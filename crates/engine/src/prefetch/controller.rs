use super::PrefetchBackend;
use crate::Map;
use config::{Config, SortStrategy};
use rayon::prelude::*;
use std::path::PathBuf;
use std::sync::atomic::{AtomicUsize, Ordering};
use tracing::{debug, trace, warn};

/// One coalesced readahead request.
#[derive(Debug, Clone, PartialEq, Eq)]
pub struct Request {
    pub path: PathBuf,
    pub offset: u64,
    pub length: u64,
}

/// Sorts, coalesces, and submits prefetch requests with bounded
/// parallelism. Failures are advisory and never travel upward.
#[derive(Debug, Clone)]
pub struct PrefetchController {
    strategy: SortStrategy,
    processes: usize,
}

impl PrefetchController {
    pub fn new(config: &Config) -> Self {
        Self {
            strategy: config.system.sortstrategy,
            processes: config.system.processes,
        }
    }

    /// Submit the candidate maps. Returns the number of coalesced regions
    /// for which a prefetch primitive succeeded.
    pub fn readahead(&self, maps: &mut [Map], backend: &dyn PrefetchBackend) -> usize {
        self.sort_maps(maps);
        let requests = coalesce(maps);
        if requests.is_empty() {
            return 0;
        }

        let submitted = AtomicUsize::new(0);
        if self.processes == 0 {
            for request in &requests {
                if submit(request, backend) {
                    submitted.fetch_add(1, Ordering::Relaxed);
                }
            }
        } else {
            let workers = self.processes.min(requests.len());
            match rayon::ThreadPoolBuilder::new().num_threads(workers).build() {
                Ok(pool) => pool.install(|| {
                    requests.par_iter().for_each(|request| {
                        if submit(request, backend) {
                            submitted.fetch_add(1, Ordering::Relaxed);
                        }
                    });
                }),
                Err(err) => {
                    warn!(%err, "failed to build prefetch pool, running inline");
                    for request in &requests {
                        if submit(request, backend) {
                            submitted.fetch_add(1, Ordering::Relaxed);
                        }
                    }
                }
            }
        }

        let submitted = submitted.load(Ordering::Relaxed);
        debug!(
            candidates = maps.len(),
            regions = requests.len(),
            submitted,
            "readahead pass done"
        );
        submitted
    }

    fn sort_maps(&self, maps: &mut [Map]) {
        match self.strategy {
            SortStrategy::None => {}
            SortStrategy::Path => {
                maps.sort_by(|a, b| a.path_order(b));
            }
            SortStrategy::Inode | SortStrategy::Block => {
                let use_inode = self.strategy == SortStrategy::Inode;
                if maps.iter().any(|map| map.block().is_none()) {
                    // sort by path first to make the stat pass fast
                    maps.sort_by(|a, b| a.path_order(b));
                    for map in maps.iter().filter(|map| map.block().is_none()) {
                        if let Err(err) = map.set_block(use_inode) {
                            trace!(path = ?map.path(), %err, "failed to resolve block");
                        }
                    }
                }
                maps.sort_by(|a, b| a.block_order(b));
            }
        }
    }
}

/// Merge neighboring requests into the same file where the next offset
/// falls inside or right at the end of the running region.
pub(crate) fn coalesce(maps: &[Map]) -> Vec<Request> {
    let mut requests: Vec<Request> = Vec::new();

    for map in maps {
        if let Some(last) = requests.last_mut() {
            if last.path == map.path()
                && last.offset <= map.offset()
                && map.offset() <= last.offset + last.length
            {
                last.length = map.offset() + map.length() - last.offset;
                continue;
            }
        }
        requests.push(Request {
            path: map.path().to_path_buf(),
            offset: map.offset(),
            length: map.length(),
        });
    }

    requests
}

fn submit(request: &Request, backend: &dyn PrefetchBackend) -> bool {
    match backend.readahead(&request.path, request.offset, request.length) {
        Ok(()) => {
            trace!(?request, "readahead done");
            true
        }
        Err(err) if is_unsupported(&err) => {
            let (offset, length) = page_align(request.offset, request.length);
            match backend.map_and_advise(&request.path, offset, length) {
                Ok(()) => true,
                Err(err) => {
                    // pseudo-filesystems refuse mapping; that is fine
                    debug!(path = ?request.path, %err, "willneed advisory failed");
                    false
                }
            }
        }
        Err(err) => {
            debug!(path = ?request.path, %err, "readahead failed");
            false
        }
    }
}

fn is_unsupported(err: &std::io::Error) -> bool {
    matches!(
        err.raw_os_error(),
        Some(libc::EINVAL) | Some(libc::ENOSYS) | Some(libc::EOPNOTSUPP)
    )
}

fn page_size() -> u64 {
    procfs::page_size()
}

/// Align the region outward to page boundaries, as mmap requires.
fn page_align(offset: u64, length: u64) -> (u64, u64) {
    let page = page_size();
    let aligned_offset = offset & !(page - 1);
    let padded = length + (offset - aligned_offset);
    let aligned_length = padded.div_ceil(page) * page;
    (aligned_offset, aligned_length)
}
++++
TASK DETAILS: Looking at the entries above, can you reproduce exactly the lines from the one that holds "maps.sort_by(|a, b| a.block_order(b));" through the one that holds "the running region.", and only those?

YOUR SOLUTION:
                maps.sort_by(|a, b| a.block_order(b));
            }
        }
    }
}

/// Merge neighboring requests into the same file where the next offset
/// falls inside or right at the end of the running region.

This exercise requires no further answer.